Inspired by a visit to North Africa and of course, my countless visits to the Moroccan pavilion at EPCOT I have always been curious about cooking in a tagine.  Thanks to my wonderfully thoughtful daughter, I now have the opportunity!  She gave me this beautiful tagine for my birthday purchased from Sur La Table.  For those not familiar, a tagine is a ceramic or clay slow-cooking pot popular in Morocco, Tunisia and Algeria. The bottom is a wide, circular shallow dish used for both cooking and serving, while the top of the tagine is distinctively shaped into a rounded cone.  Tagines are traditionally heated over charcoal and eaten communally.  Diners gather around the tagine and eat by hand using pieces of bread to scoop up the vegetable and sauce.


The first step was to cure the tagine by coating it with a light layer of olive oil and baking it for 2 hours at 200 degrees.  I put this recipe together by taking suggestions from other recipes and asking around at the Sarasota Farmer’s Market.   As a plant based gal, my tagine meals will be vegan!


Vegetable Moroccan Tagine

  • 3  cups of diced tomatoes
  • 1 tsp each coriander and cumin
  • 1/2 tsp red pepper
  • 1/2 tsp turmeric
  • 1 tsp cinnamon
  • 2 medium onions, chopped
  • 5 medium carrots, chopped
  • 2 stalks of celery, chopped
  • 4 garlic cloves, minced
  • 3 Tbsp tomato paste
  • 1 eggplant, diced into 1 inch cubes
  • 1 zucchini, diced into 1 inch cubes
  • 1/2 cup diced olives
  • 2 Tbsp honey
  • Juice from 1 lemon
  • 1/4 cup fresh chopped mint
  • 2 cups cooked chickpeas (or from the can)
 Prepare by chopping all vegetables. Add about 2 tablespoons of water to the tagine and chopped onions and turn the burner on low to heat the tagine and brown the onions. Put the rest of the chopped vegetables into a bowl and mix with tomato paste and all spices. Add to the tagine and raise the heat slightly to a little less than medium for about 45 minutes. Add the chick peas to the tagine about 5 minutes prior to serving.
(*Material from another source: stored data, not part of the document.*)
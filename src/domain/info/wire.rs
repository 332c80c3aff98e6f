//! Wire types for info, list, random and search (REST).

use crate::domain::info::Info;
use serde::{Deserialize, Serialize};

/// REST response for `GET /api/hitomi/list/{index}`.
#[derive(Debug, Clone, Serialize, Deserialize, PartialEq)]
pub struct ListResponse {
    pub list: Vec<Info>,
    pub total: u64,
}

/// REST response for `POST /api/hitomi/search`.
#[derive(Debug, Clone, Serialize, Deserialize, PartialEq)]
pub struct SearchResponse {
    pub result: Vec<Info>,
    pub count: u64,
}

/// Request body for `POST /api/hitomi/search`.
#[derive(Debug, Clone, Serialize, PartialEq)]
pub struct SearchRequest<'a> {
    pub query: &'a [String],
    pub offset: u64,
}

/// Request body for `POST /api/hitomi/random`.
#[derive(Debug, Clone, Serialize, PartialEq)]
pub struct RandomRequest<'a> {
    pub query: &'a [String],
}
//! Unified SDK error types.

use thiserror::Error;

/// Top-level SDK error.
#[derive(Error, Debug)]
pub enum SdkError {
    #[error("HTTP error: {0}")]
    Http(#[from] HttpError),

    #[error("Decode error: {0}")]
    Decode(#[from] DecodeError),

    #[error("Invalid configuration: {0}")]
    Config(String),
}

impl SdkError {
    /// The server-supplied message, if the server rejected the request.
    pub fn rejection_message(&self) -> Option<&str> {
        match self {
            SdkError::Http(HttpError::Rejected { message, .. }) => Some(message),
            _ => None,
        }
    }
}

/// HTTP-layer errors.
#[derive(Error, Debug)]
pub enum HttpError {
    #[cfg(feature = "http")]
    #[error("Request failed: {0}")]
    Reqwest(#[from] reqwest::Error),

    /// Any response whose status is not 200. `message` is the body's
    /// `message` field, verbatim.
    #[error("Phlox returned {status}: {message}")]
    Rejected { status: u16, message: String },
}

impl HttpError {
    pub fn status(&self) -> Option<u16> {
        match self {
            HttpError::Rejected { status, .. } => Some(*status),
            #[cfg(feature = "http")]
            HttpError::Reqwest(e) => e.status().map(|s| s.as_u16()),
        }
    }
}

/// A success body that does not match the schema of its endpoint.
#[derive(Error, Debug)]
#[error("failed to decode {endpoint} response: {source}")]
pub struct DecodeError {
    pub endpoint: &'static str,
    #[source]
    pub source: serde_json::Error,
}

impl DecodeError {
    pub fn new(endpoint: &'static str, source: serde_json::Error) -> Self {
        Self { endpoint, source }
    }
}
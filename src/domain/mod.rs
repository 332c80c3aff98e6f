//! Domain modules organized as vertical slices.
//!
//! Each sub-module contains the typed records for one endpoint family:
//! - `mod.rs` — Records decoded from Phlox responses
//! - `wire.rs` — Response envelopes and request bodies
//! - `convert.rs` — `From` conversions from envelopes to result types

pub mod galleryinfo;
pub mod image;
pub mod info;
pub mod tag;

use serde::de::DeserializeOwned;
use serde::Serialize;
use serde_json::Value;

/// Common behaviour of every Phlox record.
///
/// A record is a plain value: equality is field equality and the only way to
/// build one from the network is from its JSON mapping.
pub trait Entity: Serialize + DeserializeOwned {
    fn from_value(value: Value) -> Result<Self, serde_json::Error> {
        serde_json::from_value(value)
    }

    fn to_value(&self) -> Result<Value, serde_json::Error> {
        serde_json::to_value(self)
    }
}
//! Galleryinfo domain — the full detail record of one gallery.

use crate::domain::tag::Tag;
use crate::domain::Entity;
use crate::shared::serde_util::{lenient_bool, null_as_default, string_or_int};
use chrono::{DateTime, FixedOffset};
use serde::{Deserialize, Serialize};

// ─── Nested records ──────────────────────────────────────────────────────────

#[derive(Debug, Clone, PartialEq, Eq, Hash, Serialize, Deserialize)]
pub struct Artist {
    pub artist: String,
    pub url: String,
}

#[derive(Debug, Clone, PartialEq, Eq, Hash, Serialize, Deserialize)]
pub struct Character {
    pub character: String,
    pub url: String,
}

#[derive(Debug, Clone, PartialEq, Eq, Hash, Serialize, Deserialize)]
pub struct Group {
    pub group: String,
    pub url: String,
}

#[derive(Debug, Clone, PartialEq, Eq, Hash, Serialize, Deserialize)]
pub struct Parody {
    pub parody: String,
    pub url: String,
}

/// Another language edition of the same gallery.
#[derive(Debug, Clone, PartialEq, Eq, Hash, Serialize, Deserialize)]
pub struct Language {
    #[serde(with = "string_or_int")]
    pub galleryid: u64,
    pub language_localname: String,
    pub name: String,
    pub url: String,
}

/// One page image.
#[derive(Debug, Clone, PartialEq, Eq, Hash, Serialize, Deserialize)]
pub struct File {
    pub name: String,
    pub hash: String,
    pub width: u32,
    pub height: u32,
    #[serde(default, with = "lenient_bool")]
    pub hasavif: bool,
    #[serde(default, with = "lenient_bool")]
    pub haswebp: bool,
}

impl Entity for Artist {}
impl Entity for Character {}
impl Entity for Group {}
impl Entity for Parody {}
impl Entity for Language {}
impl Entity for File {}

// ─── Galleryinfo ─────────────────────────────────────────────────────────────

/// Full detail record for one gallery.
#[derive(Debug, Clone, PartialEq, Eq, Serialize, Deserialize)]
pub struct Galleryinfo {
    pub date: String,
    pub galleryurl: String,
    #[serde(with = "string_or_int")]
    pub id: u64,
    pub japanese_title: Option<String>,
    pub language: Option<String>,
    pub language_localname: Option<String>,
    pub language_url: Option<String>,
    pub title: String,
    /// Gallery type (`manga`, `doujinshi`, ...). `type` on the wire.
    #[serde(rename = "type")]
    pub kind: String,
    pub video: Option<String>,
    pub videofilename: Option<String>,
    #[serde(deserialize_with = "null_as_default::deserialize")]
    pub artists: Vec<Artist>,
    #[serde(deserialize_with = "null_as_default::deserialize")]
    pub characters: Vec<Character>,
    #[serde(deserialize_with = "null_as_default::deserialize")]
    pub files: Vec<File>,
    #[serde(deserialize_with = "null_as_default::deserialize")]
    pub groups: Vec<Group>,
    #[serde(deserialize_with = "null_as_default::deserialize")]
    pub languages: Vec<Language>,
    #[serde(deserialize_with = "null_as_default::deserialize")]
    pub parodys: Vec<Parody>,
    #[serde(deserialize_with = "null_as_default::deserialize")]
    pub related: Vec<u64>,
    #[serde(deserialize_with = "null_as_default::deserialize")]
    pub scene_indexes: Vec<u64>,
    #[serde(deserialize_with = "null_as_default::deserialize")]
    pub tags: Vec<Tag>,
}

impl Galleryinfo {
    pub fn published_at(&self) -> Option<DateTime<FixedOffset>> {
        crate::shared::parse_date(&self.date)
    }

    pub fn image_count(&self) -> usize {
        self.files.len()
    }
}

impl Entity for Galleryinfo {}
//! Info domain — gallery summaries returned by info, list, random and search.

mod convert;
pub mod wire;

use crate::domain::tag::Tag;
use crate::domain::Entity;
use crate::shared::serde_util::{null_as_default, string_or_int};
use chrono::{DateTime, FixedOffset};
use serde::{Deserialize, Serialize};

/// Summary record describing one gallery.
#[derive(Debug, Clone, PartialEq, Eq, Serialize, Deserialize)]
pub struct Info {
    #[serde(with = "string_or_int")]
    pub id: u64,
    pub title: String,
    pub thumbnail: String,
    #[serde(deserialize_with = "null_as_default::deserialize")]
    pub artist: Vec<String>,
    #[serde(deserialize_with = "null_as_default::deserialize")]
    pub group: Vec<String>,
    /// Gallery type (`manga`, `doujinshi`, `artistcg`, ...). `type` on the wire.
    #[serde(rename = "type")]
    pub kind: String,
    pub language: Option<String>,
    #[serde(deserialize_with = "null_as_default::deserialize")]
    pub series: Vec<String>,
    #[serde(deserialize_with = "null_as_default::deserialize")]
    pub character: Vec<String>,
    #[serde(deserialize_with = "null_as_default::deserialize")]
    pub tags: Vec<Tag>,
    pub date: String,
}

impl Info {
    /// `date` parsed as a timestamp, if it is in a known format.
    pub fn published_at(&self) -> Option<DateTime<FixedOffset>> {
        crate::shared::parse_date(&self.date)
    }
}

impl Entity for Info {}

/// One page of the gallery listing.
#[derive(Debug, Clone, PartialEq, Eq, Serialize, Deserialize)]
pub struct ListResult {
    pub items: Vec<Info>,
    /// Total number of galleries known to the server.
    pub total: u64,
}

impl ListResult {
    pub fn into_parts(self) -> (Vec<Info>, u64) {
        (self.items, self.total)
    }
}

/// One page of search hits.
#[derive(Debug, Clone, PartialEq, Eq, Serialize, Deserialize)]
pub struct SearchResult {
    pub items: Vec<Info>,
    /// Total number of galleries matching the query.
    pub count: u64,
}

impl SearchResult {
    pub fn into_parts(self) -> (Vec<Info>, u64) {
        (self.items, self.count)
    }
}
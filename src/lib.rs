//! # Delphinium
//!
//! An async Rust SDK for the Phlox (Heliotrope) gallery-metadata API.
//!
//! ## Architecture
//!
//! The SDK is organized in layers:
//!
//! 1. **Core** — Typed records decoded from Phlox responses
//! 2. **HTTP API** — `PhloxHttp`, one method per endpoint, raw JSON out
//! 3. **High-Level Client** — `Delphinium`, typed records out
//!
//! ## Quick Start
//!
//! ```rust,ignore
//! use delphinium::prelude::*;
//!
//! let client = Delphinium::builder()
//!     .base_url("https://heliotrope.saebasol.org")
//!     .build()?;
//!
//! let info = client.info(1_234_567).await?;
//! let page = client.list(1).await?;
//! ```

// ── Layer 1: Core ────────────────────────────────────────────────────────────

/// Shared serde and date helpers.
pub mod shared;

/// Domain records: galleryinfo, info, tags, image lists.
pub mod domain;

/// Unified SDK error types.
pub mod error;

/// Network URL and header constants.
pub mod network;

// ── Layer 2: HTTP API ────────────────────────────────────────────────────────

/// Low-level HTTP transport.
#[cfg(feature = "http")]
pub mod http;

// ── Layer 3: High-Level Client ───────────────────────────────────────────────

/// `Delphinium` — the primary entry point.
#[cfg(feature = "http")]
pub mod client;

// ── Prelude ──────────────────────────────────────────────────────────────────

pub mod prelude {
    pub use crate::domain::galleryinfo::{
        Artist, Character, File, Galleryinfo, Group, Language, Parody,
    };
    pub use crate::domain::info::{Info, ListResult, SearchResult};
    pub use crate::domain::tag::{Tag, TagKind};
    pub use crate::domain::Entity;

    // Errors
    pub use crate::error::{DecodeError, HttpError, SdkError};

    // Network
    pub use crate::network::DEFAULT_API_URL;

    // HTTP client
    #[cfg(feature = "http")]
    pub use crate::client::{Delphinium, DelphiniumBuilder, DEFAULT_SEARCH_OFFSET};
    #[cfg(feature = "http")]
    pub use crate::http::PhloxHttp;
}
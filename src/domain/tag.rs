//! Tags attached to galleries.

use crate::domain::Entity;
use crate::shared::serde_util::lenient_bool;
use serde::{Deserialize, Serialize};
use std::fmt;

/// A labelled category applied to a gallery.
#[derive(Debug, Clone, PartialEq, Eq, Hash, Serialize, Deserialize)]
pub struct Tag {
    pub tag: String,
    pub url: String,
    #[serde(default, with = "lenient_bool")]
    pub female: bool,
    #[serde(default, with = "lenient_bool")]
    pub male: bool,
}

/// Namespace of a tag in Hitomi search queries.
#[derive(Debug, Clone, Copy, PartialEq, Eq, Hash)]
pub enum TagKind {
    Female,
    Male,
    Plain,
}

impl TagKind {
    pub fn as_str(&self) -> &'static str {
        match self {
            TagKind::Female => "female",
            TagKind::Male => "male",
            TagKind::Plain => "tag",
        }
    }
}

impl Tag {
    pub fn new(tag: impl Into<String>, url: impl Into<String>) -> Self {
        Self {
            tag: tag.into(),
            url: url.into(),
            female: false,
            male: false,
        }
    }

    /// `female` wins if a malformed record sets both flags.
    pub fn kind(&self) -> TagKind {
        if self.female {
            TagKind::Female
        } else if self.male {
            TagKind::Male
        } else {
            TagKind::Plain
        }
    }

    /// The term to pass in a search query, e.g. `female:big_breasts`.
    pub fn query_term(&self) -> String {
        format!("{}:{}", self.kind().as_str(), self.tag.replace(' ', "_"))
    }
}

impl fmt::Display for Tag {
    fn fmt(&self, f: &mut fmt::Formatter<'_>) -> fmt::Result {
        write!(f, "{}", self.query_term())
    }
}

impl Entity for Tag {}
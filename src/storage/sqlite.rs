//! SQLite storage implementation
//!
//! Provides persistent storage for clients, grants and tokens using SQLite.
//! Timestamps are stored as unix seconds.

use crate::model::*;
use crate::storage::{ClientStorage, GrantStorage, TokenStorage, sql_common::*};
use crate::{GrantryError, Result};
use async_trait::async_trait;
use chrono::{DateTime, Utc};
use sqlx::sqlite::{
    SqliteConnectOptions, SqliteJournalMode, SqlitePoolOptions, SqliteRow, SqliteSynchronous,
};
use sqlx::{Row, SqliteConnection, SqlitePool};
use std::path::Path;
use std::str::FromStr;
use std::time::Duration;

/// SQLite storage backend
pub struct SqliteStorage {
    pool: SqlitePool,
}

impl SqliteStorage {
    /// Create a new SQLite storage
    ///
    /// # Arguments
    /// * `dsn` - Database path (e.g., "~/.grantry/grantry.db" or ":memory:" for in-memory)
    pub async fn new(dsn: &str) -> Result<Self> {
        // Prepend sqlite: prefix if not present and add create-if-missing option
        let connection_string = if dsn.starts_with("sqlite:") {
            if dsn.contains('?') {
                dsn.to_string()
            } else {
                format!("{}?mode=rwc", dsn)
            }
        } else {
            format!("sqlite:{}?mode=rwc", dsn)
        };

        // Extract actual file path for directory creation
        let file_path = dsn.strip_prefix("sqlite:").unwrap_or(dsn);
        let file_path = file_path.split('?').next().unwrap_or(file_path);

        // Validate path to prevent directory traversal attacks
        if file_path.contains("..") {
            return Err(GrantryError::config(
                "Database path cannot contain '..' (path traversal not allowed)",
            ));
        }

        let in_memory = file_path == ":memory:" || file_path.is_empty();

        // Create parent directory if needed (unless it's :memory:)
        if !in_memory
            && let Some(parent) = Path::new(file_path).parent()
            && !parent.as_os_str().is_empty()
        {
            tokio::fs::create_dir_all(parent).await?;
        }

        // Pragmas are set per connection, so they live on the connect options
        let options = SqliteConnectOptions::from_str(&connection_string)
            .map_err(|e| GrantryError::config(format!("Invalid SQLite DSN: {}", e)))?
            .journal_mode(SqliteJournalMode::Wal)
            .synchronous(SqliteSynchronous::Normal)
            .busy_timeout(Duration::from_secs(5))
            .foreign_keys(true);

        // Every connection to :memory: is its own database
        let max_connections = if in_memory { 1 } else { 8 };

        let mut pool_options = SqlitePoolOptions::new().max_connections(max_connections);
        if in_memory {
            pool_options = pool_options.idle_timeout(None).max_lifetime(None);
        }

        let pool = pool_options
            .connect_with(options)
            .await
            .map_err(|e| GrantryError::storage(format!("Failed to connect to SQLite: {}", e)))?;

        // Run SQLite-specific migrations
        sqlx::migrate!("./migrations/sqlite").run(&pool).await?;

        tracing::debug!(dsn = %file_path, "SQLite storage ready");

        Ok(Self { pool })
    }

    fn parse_client(row: &SqliteRow) -> Result<Client> {
        Ok(Client {
            client_id: row.try_get("client_id")?,
            client_secret: row.try_get("client_secret")?,
            redirect_uri: row.try_get("redirect_uri")?,
            owner_user_id: row.try_get("owner_user_id")?,
            name: row.try_get("name")?,
            description: row.try_get("description")?,
            website: row.try_get("website")?,
            created_at: datetime_from_unix(row.try_get("created_at")?),
        })
    }

    fn parse_grant(row: &SqliteRow) -> Result<Grant> {
        Ok(Grant {
            id: row.try_get("id")?,
            client_id: row.try_get("client_id")?,
            code: row.try_get("code")?,
            user_id: row.try_get("user_id")?,
            redirect_uri: row.try_get("redirect_uri")?,
            scope: row.try_get("scope")?,
            expires: datetime_from_unix(row.try_get("expires")?),
        })
    }

    fn parse_token(row: &SqliteRow) -> Result<Token> {
        Ok(Token {
            id: row.try_get("id")?,
            client_id: row.try_get("client_id")?,
            user_id: row.try_get("user_id")?,
            access_token: row.try_get("access_token")?,
            refresh_token: row.try_get("refresh_token")?,
            scope: row.try_get("scope")?,
            expires: datetime_from_unix(row.try_get("expires")?),
        })
    }

    /// Discard the pair's tokens and insert the new one on an open transaction
    async fn write_token(conn: &mut SqliteConnection, token: &Token) -> Result<()> {
        sqlx::query("DELETE FROM oauth_tokens WHERE client_id = ? AND user_id = ?")
            .bind(&token.client_id)
            .bind(&token.user_id)
            .execute(&mut *conn)
            .await?;

        sqlx::query(
            "INSERT INTO oauth_tokens (id, client_id, user_id, access_token, refresh_token, scope, expires)
             VALUES (?, ?, ?, ?, ?, ?, ?)
             ON CONFLICT(client_id, user_id) DO UPDATE SET
                id = excluded.id,
                access_token = excluded.access_token,
                refresh_token = excluded.refresh_token,
                scope = excluded.scope,
                expires = excluded.expires",
        )
        .bind(&token.id)
        .bind(&token.client_id)
        .bind(&token.user_id)
        .bind(&token.access_token)
        .bind(&token.refresh_token)
        .bind(&token.scope)
        .bind(datetime_to_unix(token.expires))
        .execute(&mut *conn)
        .await?;

        Ok(())
    }
}

#[async_trait]
impl ClientStorage for SqliteStorage {
    async fn save_client(&self, client: &Client) -> Result<()> {
        sqlx::query(
            "INSERT INTO oauth_clients (client_id, client_secret, redirect_uri, owner_user_id, name, description, website, created_at)
             VALUES (?, ?, ?, ?, ?, ?, ?, ?)
             ON CONFLICT(client_id) DO UPDATE SET
                client_secret = excluded.client_secret,
                redirect_uri = excluded.redirect_uri,
                owner_user_id = excluded.owner_user_id,
                name = excluded.name,
                description = excluded.description,
                website = excluded.website",
        )
        .bind(&client.client_id)
        .bind(&client.client_secret)
        .bind(&client.redirect_uri)
        .bind(&client.owner_user_id)
        .bind(&client.name)
        .bind(&client.description)
        .bind(&client.website)
        .bind(datetime_to_unix(client.created_at))
        .execute(&self.pool)
        .await?;

        Ok(())
    }

    async fn get_client(&self, client_id: &str) -> Result<Option<Client>> {
        let row = sqlx::query(&format!(
            "SELECT {} FROM oauth_clients WHERE client_id = ?",
            CLIENT_COLUMNS
        ))
        .bind(client_id)
        .fetch_optional(&self.pool)
        .await?;

        row.as_ref().map(Self::parse_client).transpose()
    }

    async fn list_clients(&self) -> Result<Vec<Client>> {
        let rows = sqlx::query(&format!(
            "SELECT {} FROM oauth_clients ORDER BY created_at ASC, client_id ASC",
            CLIENT_COLUMNS
        ))
        .fetch_all(&self.pool)
        .await?;

        rows.iter().map(Self::parse_client).collect()
    }

    async fn list_clients_by_owner(&self, owner_user_id: &str) -> Result<Vec<Client>> {
        let rows = sqlx::query(&format!(
            "SELECT {} FROM oauth_clients WHERE owner_user_id = ?
             ORDER BY created_at ASC, client_id ASC",
            CLIENT_COLUMNS
        ))
        .bind(owner_user_id)
        .fetch_all(&self.pool)
        .await?;

        rows.iter().map(Self::parse_client).collect()
    }

    async fn delete_client(&self, client_id: &str) -> Result<()> {
        let mut tx = self.pool.begin().await?;

        sqlx::query("DELETE FROM oauth_tokens WHERE client_id = ?")
            .bind(client_id)
            .execute(&mut *tx)
            .await?;
        sqlx::query("DELETE FROM oauth_grants WHERE client_id = ?")
            .bind(client_id)
            .execute(&mut *tx)
            .await?;
        let result = sqlx::query("DELETE FROM oauth_clients WHERE client_id = ?")
            .bind(client_id)
            .execute(&mut *tx)
            .await?;

        if result.rows_affected() == 0 {
            tx.rollback().await?;
            return Err(GrantryError::not_found("Client", client_id));
        }

        tx.commit().await?;
        Ok(())
    }
}

#[async_trait]
impl GrantStorage for SqliteStorage {
    async fn insert_grant(&self, grant: &Grant) -> Result<bool> {
        let result = sqlx::query(
            "INSERT INTO oauth_grants (id, client_id, code, user_id, redirect_uri, scope, expires)
             VALUES (?, ?, ?, ?, ?, ?, ?)
             ON CONFLICT(code) DO NOTHING",
        )
        .bind(&grant.id)
        .bind(&grant.client_id)
        .bind(&grant.code)
        .bind(&grant.user_id)
        .bind(&grant.redirect_uri)
        .bind(&grant.scope)
        .bind(datetime_to_unix(grant.expires))
        .execute(&self.pool)
        .await?;

        Ok(result.rows_affected() == 1)
    }

    async fn get_grant(&self, client_id: &str, code: &str) -> Result<Option<Grant>> {
        let row = sqlx::query(&format!(
            "SELECT {} FROM oauth_grants WHERE client_id = ? AND code = ?",
            GRANT_COLUMNS
        ))
        .bind(client_id)
        .bind(code)
        .fetch_optional(&self.pool)
        .await?;

        row.as_ref().map(Self::parse_grant).transpose()
    }

    async fn redeem_grant(
        &self,
        client_id: &str,
        code: &str,
        now: DateTime<Utc>,
        token: &Token,
    ) -> Result<bool> {
        let mut tx = self.pool.begin().await?;

        // The first statement is a write, so the transaction takes the
        // database write lock immediately and concurrent redeemers serialize
        let deleted =
            sqlx::query("DELETE FROM oauth_grants WHERE client_id = ? AND code = ? AND expires > ?")
                .bind(client_id)
                .bind(code)
                .bind(datetime_to_unix(now))
                .execute(&mut *tx)
                .await?;

        if deleted.rows_affected() == 0 {
            tx.rollback().await?;
            return Ok(false);
        }

        Self::write_token(&mut tx, token).await?;
        tx.commit().await?;
        Ok(true)
    }
}

#[async_trait]
impl TokenStorage for SqliteStorage {
    async fn get_token_by_access(&self, access_token: &str) -> Result<Option<Token>> {
        let row = sqlx::query(&format!(
            "SELECT {} FROM oauth_tokens WHERE access_token = ?",
            TOKEN_COLUMNS
        ))
        .bind(access_token)
        .fetch_optional(&self.pool)
        .await?;

        row.as_ref().map(Self::parse_token).transpose()
    }

    async fn get_token_by_refresh(
        &self,
        client_id: &str,
        refresh_token: &str,
    ) -> Result<Option<Token>> {
        let row = sqlx::query(&format!(
            "SELECT {} FROM oauth_tokens WHERE client_id = ? AND refresh_token = ?",
            TOKEN_COLUMNS
        ))
        .bind(client_id)
        .bind(refresh_token)
        .fetch_optional(&self.pool)
        .await?;

        row.as_ref().map(Self::parse_token).transpose()
    }

    async fn replace_token(&self, token: &Token) -> Result<()> {
        let mut tx = self.pool.begin().await?;
        Self::write_token(&mut tx, token).await?;
        tx.commit().await?;
        Ok(())
    }

    async fn renew_token(&self, refresh_token: &str, token: &Token) -> Result<bool> {
        let mut tx = self.pool.begin().await?;

        let deleted = sqlx::query(
            "DELETE FROM oauth_tokens WHERE client_id = ? AND user_id = ? AND refresh_token = ?",
        )
        .bind(&token.client_id)
        .bind(&token.user_id)
        .bind(refresh_token)
        .execute(&mut *tx)
        .await?;

        if deleted.rows_affected() == 0 {
            tx.rollback().await?;
            return Ok(false);
        }

        Self::write_token(&mut tx, token).await?;
        tx.commit().await?;
        Ok(true)
    }

    async fn delete_token(&self, client_id: &str, refresh_token: &str) -> Result<bool> {
        let result =
            sqlx::query("DELETE FROM oauth_tokens WHERE client_id = ? AND refresh_token = ?")
                .bind(client_id)
                .bind(refresh_token)
                .execute(&self.pool)
                .await?;

        Ok(result.rows_affected() > 0)
    }

    async fn delete_client_user_tokens(&self, client_id: &str, user_id: &str) -> Result<u64> {
        let result = sqlx::query("DELETE FROM oauth_tokens WHERE client_id = ? AND user_id = ?")
            .bind(client_id)
            .bind(user_id)
            .execute(&self.pool)
            .await?;

        Ok(result.rows_affected())
    }

    async fn list_tokens_by_user(&self, user_id: &str) -> Result<Vec<Token>> {
        let rows = sqlx::query(&format!(
            "SELECT {} FROM oauth_tokens WHERE user_id = ? ORDER BY expires DESC",
            TOKEN_COLUMNS
        ))
        .bind(user_id)
        .fetch_all(&self.pool)
        .await?;

        rows.iter().map(Self::parse_token).collect()
    }

    async fn delete_user_data(&self, user_id: &str) -> Result<u64> {
        let mut tx = self.pool.begin().await?;

        let grants = sqlx::query("DELETE FROM oauth_grants WHERE user_id = ?")
            .bind(user_id)
            .execute(&mut *tx)
            .await?;
        let tokens = sqlx::query("DELETE FROM oauth_tokens WHERE user_id = ?")
            .bind(user_id)
            .execute(&mut *tx)
            .await?;

        tx.commit().await?;
        Ok(grants.rows_affected() + tokens.rows_affected())
    }

    async fn purge_expired(
        &self,
        grants_before: DateTime<Utc>,
        tokens_before: DateTime<Utc>,
    ) -> Result<PurgeStats> {
        let mut tx = self.pool.begin().await?;

        let grants = sqlx::query("DELETE FROM oauth_grants WHERE expires < ?")
            .bind(datetime_to_unix(grants_before))
            .execute(&mut *tx)
            .await?;
        let tokens = sqlx::query("DELETE FROM oauth_tokens WHERE expires < ?")
            .bind(datetime_to_unix(tokens_before))
            .execute(&mut *tx)
            .await?;

        tx.commit().await?;
        Ok(PurgeStats {
            grants: grants.rows_affected(),
            tokens: tokens.rows_affected(),
        })
    }
}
You can serve over rice, couscous, bulgur, quinoa or any grain you prefer. I chose bulgur and it was wonderful! I was amazed at how easy and quick it was to create an impressive meal. You can add or subtract any vegetables you like. Many recipes call for oil, but I do not consume oil so I omitted it. The steam in the tagine keeps the moisture level perfect. After serving, the tagine cleaned quickly and easily with soap and warm water. It turns out, the tagine is not only a fun and flavorful way to make a meal it is also a worldly addition to my kitchen counter!